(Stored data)
..............................

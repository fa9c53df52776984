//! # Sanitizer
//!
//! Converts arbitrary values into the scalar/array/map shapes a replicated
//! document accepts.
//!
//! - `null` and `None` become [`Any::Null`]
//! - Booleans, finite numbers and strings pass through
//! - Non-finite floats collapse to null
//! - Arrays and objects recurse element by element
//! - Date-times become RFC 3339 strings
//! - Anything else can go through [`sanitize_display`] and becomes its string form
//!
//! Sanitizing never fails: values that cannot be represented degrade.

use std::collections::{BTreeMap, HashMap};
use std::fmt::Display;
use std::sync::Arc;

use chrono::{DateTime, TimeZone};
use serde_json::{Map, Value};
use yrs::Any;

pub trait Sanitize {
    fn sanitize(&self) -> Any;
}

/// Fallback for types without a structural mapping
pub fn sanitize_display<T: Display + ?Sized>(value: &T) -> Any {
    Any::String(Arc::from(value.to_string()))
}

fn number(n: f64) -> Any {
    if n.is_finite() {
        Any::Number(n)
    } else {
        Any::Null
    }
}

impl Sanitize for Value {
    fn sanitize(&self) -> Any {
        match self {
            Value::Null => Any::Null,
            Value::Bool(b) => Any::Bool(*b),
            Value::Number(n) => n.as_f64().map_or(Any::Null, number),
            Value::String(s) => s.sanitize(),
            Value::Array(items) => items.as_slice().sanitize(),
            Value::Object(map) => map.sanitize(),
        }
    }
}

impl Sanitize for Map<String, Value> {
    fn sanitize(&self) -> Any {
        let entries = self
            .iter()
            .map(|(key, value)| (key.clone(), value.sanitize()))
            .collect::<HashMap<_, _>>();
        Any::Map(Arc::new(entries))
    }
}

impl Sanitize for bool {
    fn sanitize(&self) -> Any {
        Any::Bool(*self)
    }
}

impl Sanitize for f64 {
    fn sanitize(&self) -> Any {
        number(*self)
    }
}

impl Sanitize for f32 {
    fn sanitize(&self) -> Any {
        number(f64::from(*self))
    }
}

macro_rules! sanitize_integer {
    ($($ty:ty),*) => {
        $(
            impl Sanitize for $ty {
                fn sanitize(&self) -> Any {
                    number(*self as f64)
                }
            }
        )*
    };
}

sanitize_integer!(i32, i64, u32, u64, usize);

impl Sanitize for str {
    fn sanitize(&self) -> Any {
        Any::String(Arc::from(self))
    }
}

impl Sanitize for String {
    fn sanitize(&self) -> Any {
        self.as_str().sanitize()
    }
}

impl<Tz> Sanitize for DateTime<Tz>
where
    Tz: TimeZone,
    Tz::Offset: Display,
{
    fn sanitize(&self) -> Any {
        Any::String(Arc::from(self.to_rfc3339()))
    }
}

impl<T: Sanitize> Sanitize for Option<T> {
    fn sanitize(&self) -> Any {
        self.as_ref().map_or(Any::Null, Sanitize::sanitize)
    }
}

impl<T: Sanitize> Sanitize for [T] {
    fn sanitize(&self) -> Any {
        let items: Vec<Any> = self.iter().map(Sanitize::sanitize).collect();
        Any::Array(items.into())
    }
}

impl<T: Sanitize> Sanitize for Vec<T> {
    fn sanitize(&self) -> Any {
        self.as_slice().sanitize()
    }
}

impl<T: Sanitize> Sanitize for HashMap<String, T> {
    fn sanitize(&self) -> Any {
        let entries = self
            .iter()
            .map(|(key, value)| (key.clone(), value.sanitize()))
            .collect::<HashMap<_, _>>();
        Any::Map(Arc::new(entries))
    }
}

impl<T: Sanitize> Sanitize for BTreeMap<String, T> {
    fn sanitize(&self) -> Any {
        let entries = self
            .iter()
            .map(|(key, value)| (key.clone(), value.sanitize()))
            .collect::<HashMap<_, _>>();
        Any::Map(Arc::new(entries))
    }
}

..............................

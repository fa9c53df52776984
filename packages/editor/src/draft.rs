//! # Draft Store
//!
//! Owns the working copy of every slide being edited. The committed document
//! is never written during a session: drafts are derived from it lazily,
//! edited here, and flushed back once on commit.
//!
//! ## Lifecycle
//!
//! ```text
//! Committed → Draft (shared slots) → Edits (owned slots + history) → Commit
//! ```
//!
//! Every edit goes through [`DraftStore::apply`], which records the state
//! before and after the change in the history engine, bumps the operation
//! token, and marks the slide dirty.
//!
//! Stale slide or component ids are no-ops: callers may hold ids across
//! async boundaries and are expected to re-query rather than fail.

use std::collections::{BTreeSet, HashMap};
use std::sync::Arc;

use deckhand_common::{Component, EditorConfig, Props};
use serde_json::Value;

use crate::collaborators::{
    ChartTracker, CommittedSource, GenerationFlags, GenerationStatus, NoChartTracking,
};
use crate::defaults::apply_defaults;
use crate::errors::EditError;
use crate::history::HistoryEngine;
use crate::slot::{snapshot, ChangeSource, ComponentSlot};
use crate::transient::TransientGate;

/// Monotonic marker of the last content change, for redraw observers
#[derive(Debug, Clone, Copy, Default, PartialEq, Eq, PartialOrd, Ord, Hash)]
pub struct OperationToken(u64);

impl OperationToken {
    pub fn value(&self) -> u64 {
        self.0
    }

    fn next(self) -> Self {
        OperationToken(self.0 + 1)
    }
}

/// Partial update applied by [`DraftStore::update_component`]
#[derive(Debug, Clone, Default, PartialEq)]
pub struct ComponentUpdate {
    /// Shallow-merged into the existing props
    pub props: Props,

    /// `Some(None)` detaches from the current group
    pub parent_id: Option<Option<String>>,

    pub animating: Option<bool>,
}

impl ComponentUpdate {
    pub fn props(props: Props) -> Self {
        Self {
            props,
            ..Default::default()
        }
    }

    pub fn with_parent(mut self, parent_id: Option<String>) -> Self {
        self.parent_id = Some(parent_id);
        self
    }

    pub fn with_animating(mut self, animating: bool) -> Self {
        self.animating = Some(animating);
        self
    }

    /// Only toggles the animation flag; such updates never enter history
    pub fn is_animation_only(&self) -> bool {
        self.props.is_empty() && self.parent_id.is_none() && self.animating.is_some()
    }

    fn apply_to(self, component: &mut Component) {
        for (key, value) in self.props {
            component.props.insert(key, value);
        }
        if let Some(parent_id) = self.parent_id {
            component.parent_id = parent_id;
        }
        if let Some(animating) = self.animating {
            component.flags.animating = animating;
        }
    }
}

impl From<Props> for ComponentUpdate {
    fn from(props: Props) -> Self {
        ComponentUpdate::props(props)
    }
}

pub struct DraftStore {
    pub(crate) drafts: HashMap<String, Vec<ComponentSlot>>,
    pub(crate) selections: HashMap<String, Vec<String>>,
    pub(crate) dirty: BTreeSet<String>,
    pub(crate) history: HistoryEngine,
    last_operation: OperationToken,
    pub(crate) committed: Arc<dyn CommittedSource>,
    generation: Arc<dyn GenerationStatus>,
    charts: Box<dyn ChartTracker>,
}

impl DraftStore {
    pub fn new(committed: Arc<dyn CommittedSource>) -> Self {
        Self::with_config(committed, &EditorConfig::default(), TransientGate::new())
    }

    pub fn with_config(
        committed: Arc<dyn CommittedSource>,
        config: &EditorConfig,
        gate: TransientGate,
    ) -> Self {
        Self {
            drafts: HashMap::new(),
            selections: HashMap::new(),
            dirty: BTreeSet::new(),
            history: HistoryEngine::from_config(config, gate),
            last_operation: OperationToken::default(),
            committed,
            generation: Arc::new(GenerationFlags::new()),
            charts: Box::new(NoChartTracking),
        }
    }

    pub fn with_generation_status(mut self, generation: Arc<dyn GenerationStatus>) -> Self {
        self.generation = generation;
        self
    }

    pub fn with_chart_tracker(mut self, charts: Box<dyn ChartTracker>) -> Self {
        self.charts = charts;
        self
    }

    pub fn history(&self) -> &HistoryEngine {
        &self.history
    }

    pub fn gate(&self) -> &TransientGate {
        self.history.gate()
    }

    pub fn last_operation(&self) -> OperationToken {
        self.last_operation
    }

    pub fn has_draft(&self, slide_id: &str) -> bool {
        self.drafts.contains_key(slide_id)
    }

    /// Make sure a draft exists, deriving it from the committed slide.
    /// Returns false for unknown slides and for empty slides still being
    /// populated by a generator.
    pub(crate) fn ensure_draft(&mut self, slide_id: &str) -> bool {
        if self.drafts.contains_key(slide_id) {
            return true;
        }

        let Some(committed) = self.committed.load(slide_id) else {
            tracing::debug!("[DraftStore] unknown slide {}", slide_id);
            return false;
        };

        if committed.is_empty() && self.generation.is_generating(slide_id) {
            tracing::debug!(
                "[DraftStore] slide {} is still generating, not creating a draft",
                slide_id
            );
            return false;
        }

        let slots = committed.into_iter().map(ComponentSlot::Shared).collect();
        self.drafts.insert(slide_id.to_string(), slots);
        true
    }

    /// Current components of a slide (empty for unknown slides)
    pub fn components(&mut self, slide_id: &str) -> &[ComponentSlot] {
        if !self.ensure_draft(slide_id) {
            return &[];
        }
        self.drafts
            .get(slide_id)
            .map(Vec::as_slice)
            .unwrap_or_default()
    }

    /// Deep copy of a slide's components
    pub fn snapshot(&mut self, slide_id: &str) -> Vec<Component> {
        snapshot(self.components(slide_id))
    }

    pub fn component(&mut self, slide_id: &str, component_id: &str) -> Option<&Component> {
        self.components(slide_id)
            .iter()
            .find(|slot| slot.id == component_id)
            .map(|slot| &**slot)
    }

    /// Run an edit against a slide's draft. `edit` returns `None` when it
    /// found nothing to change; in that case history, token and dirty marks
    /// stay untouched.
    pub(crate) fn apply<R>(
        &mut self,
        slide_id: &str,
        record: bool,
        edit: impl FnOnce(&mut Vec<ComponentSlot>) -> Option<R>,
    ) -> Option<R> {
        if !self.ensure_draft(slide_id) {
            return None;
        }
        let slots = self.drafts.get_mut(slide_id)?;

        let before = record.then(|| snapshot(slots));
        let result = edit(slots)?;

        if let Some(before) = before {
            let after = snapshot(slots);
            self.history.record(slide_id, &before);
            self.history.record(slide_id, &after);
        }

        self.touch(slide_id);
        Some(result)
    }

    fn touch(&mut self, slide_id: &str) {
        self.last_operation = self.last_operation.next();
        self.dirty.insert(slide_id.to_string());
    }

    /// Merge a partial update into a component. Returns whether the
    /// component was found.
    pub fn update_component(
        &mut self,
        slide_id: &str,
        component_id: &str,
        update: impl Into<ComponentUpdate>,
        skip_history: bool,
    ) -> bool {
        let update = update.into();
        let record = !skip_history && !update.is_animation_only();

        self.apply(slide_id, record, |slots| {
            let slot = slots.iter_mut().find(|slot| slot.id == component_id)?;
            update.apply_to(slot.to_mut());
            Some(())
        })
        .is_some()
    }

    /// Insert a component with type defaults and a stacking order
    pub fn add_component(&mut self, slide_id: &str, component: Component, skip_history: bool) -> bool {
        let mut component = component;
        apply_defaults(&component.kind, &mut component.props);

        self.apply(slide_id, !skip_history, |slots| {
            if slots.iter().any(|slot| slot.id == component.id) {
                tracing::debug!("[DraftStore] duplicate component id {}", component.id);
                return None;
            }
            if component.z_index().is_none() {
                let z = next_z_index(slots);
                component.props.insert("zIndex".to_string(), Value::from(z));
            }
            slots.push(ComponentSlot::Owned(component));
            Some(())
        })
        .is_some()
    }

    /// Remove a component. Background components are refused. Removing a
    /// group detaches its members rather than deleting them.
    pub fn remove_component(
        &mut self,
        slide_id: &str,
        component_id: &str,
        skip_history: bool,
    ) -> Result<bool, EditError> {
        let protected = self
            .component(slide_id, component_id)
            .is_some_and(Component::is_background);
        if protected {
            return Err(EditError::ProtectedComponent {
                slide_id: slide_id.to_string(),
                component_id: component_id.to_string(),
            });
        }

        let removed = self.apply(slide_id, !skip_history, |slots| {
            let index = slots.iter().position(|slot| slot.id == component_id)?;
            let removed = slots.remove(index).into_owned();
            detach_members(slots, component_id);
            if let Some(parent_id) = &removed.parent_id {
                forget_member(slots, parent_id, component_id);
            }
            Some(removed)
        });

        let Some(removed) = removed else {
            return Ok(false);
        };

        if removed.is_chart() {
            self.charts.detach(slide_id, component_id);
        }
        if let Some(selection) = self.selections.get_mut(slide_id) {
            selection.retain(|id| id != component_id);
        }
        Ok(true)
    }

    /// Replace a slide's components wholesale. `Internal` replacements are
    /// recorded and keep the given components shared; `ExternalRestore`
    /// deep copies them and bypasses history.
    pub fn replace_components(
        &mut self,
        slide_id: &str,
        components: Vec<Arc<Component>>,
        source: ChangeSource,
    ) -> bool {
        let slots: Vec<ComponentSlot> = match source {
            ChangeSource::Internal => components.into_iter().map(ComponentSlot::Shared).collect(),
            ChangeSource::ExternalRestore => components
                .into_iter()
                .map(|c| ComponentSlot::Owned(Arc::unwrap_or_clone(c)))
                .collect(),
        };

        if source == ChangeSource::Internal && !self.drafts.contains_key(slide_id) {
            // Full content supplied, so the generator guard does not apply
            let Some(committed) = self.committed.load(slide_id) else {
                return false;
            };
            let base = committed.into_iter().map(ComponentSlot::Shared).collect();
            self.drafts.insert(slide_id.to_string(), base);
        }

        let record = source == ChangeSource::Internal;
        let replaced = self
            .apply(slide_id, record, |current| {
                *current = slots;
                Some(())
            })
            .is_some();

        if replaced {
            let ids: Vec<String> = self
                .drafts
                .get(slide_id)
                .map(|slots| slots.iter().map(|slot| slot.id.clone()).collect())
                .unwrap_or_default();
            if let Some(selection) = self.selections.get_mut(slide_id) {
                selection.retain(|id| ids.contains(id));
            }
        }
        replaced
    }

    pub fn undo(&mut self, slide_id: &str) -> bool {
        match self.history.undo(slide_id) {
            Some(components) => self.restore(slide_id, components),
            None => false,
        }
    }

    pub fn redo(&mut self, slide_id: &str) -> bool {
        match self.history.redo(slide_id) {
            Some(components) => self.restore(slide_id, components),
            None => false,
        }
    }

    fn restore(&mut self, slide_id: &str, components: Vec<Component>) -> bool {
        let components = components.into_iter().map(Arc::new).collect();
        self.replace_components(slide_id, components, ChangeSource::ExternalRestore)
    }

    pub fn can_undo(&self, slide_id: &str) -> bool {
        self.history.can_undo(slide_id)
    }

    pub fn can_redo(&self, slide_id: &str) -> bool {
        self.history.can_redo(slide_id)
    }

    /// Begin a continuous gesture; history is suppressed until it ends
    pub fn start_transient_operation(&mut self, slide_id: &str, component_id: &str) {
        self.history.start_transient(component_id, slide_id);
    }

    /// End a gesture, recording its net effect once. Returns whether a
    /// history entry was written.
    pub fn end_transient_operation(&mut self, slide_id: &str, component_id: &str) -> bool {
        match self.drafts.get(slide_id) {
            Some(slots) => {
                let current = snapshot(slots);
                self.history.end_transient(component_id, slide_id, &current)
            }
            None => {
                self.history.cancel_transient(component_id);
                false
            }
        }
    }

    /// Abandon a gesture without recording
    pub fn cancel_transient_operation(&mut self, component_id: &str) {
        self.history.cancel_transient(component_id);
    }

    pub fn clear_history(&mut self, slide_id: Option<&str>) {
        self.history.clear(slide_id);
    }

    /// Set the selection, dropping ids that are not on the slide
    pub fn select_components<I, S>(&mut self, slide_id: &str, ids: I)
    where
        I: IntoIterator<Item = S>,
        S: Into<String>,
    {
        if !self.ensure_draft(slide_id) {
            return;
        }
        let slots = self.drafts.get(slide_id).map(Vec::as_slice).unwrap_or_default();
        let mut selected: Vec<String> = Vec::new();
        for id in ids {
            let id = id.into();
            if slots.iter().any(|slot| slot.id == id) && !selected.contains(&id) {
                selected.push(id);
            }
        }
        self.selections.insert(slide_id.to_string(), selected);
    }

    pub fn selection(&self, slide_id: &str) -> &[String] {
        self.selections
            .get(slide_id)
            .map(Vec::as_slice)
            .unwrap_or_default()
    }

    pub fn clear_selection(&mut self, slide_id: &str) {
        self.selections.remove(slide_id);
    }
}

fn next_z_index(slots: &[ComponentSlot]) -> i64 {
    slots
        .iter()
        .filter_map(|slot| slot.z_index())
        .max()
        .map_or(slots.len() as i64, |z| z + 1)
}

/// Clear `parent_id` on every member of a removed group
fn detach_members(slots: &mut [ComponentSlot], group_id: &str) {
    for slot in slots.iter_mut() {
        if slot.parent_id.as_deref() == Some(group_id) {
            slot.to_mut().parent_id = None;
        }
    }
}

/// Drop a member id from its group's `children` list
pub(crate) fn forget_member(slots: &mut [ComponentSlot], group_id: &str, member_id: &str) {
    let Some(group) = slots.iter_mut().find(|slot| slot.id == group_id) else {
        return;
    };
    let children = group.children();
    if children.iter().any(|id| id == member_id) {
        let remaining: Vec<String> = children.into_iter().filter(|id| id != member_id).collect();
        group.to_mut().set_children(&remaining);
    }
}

..............................

Each line that holds the string "collections" is to be copied from the entries above.

use std::collections::{BTreeMap, HashMap};
use std::collections::{BTreeSet, HashMap};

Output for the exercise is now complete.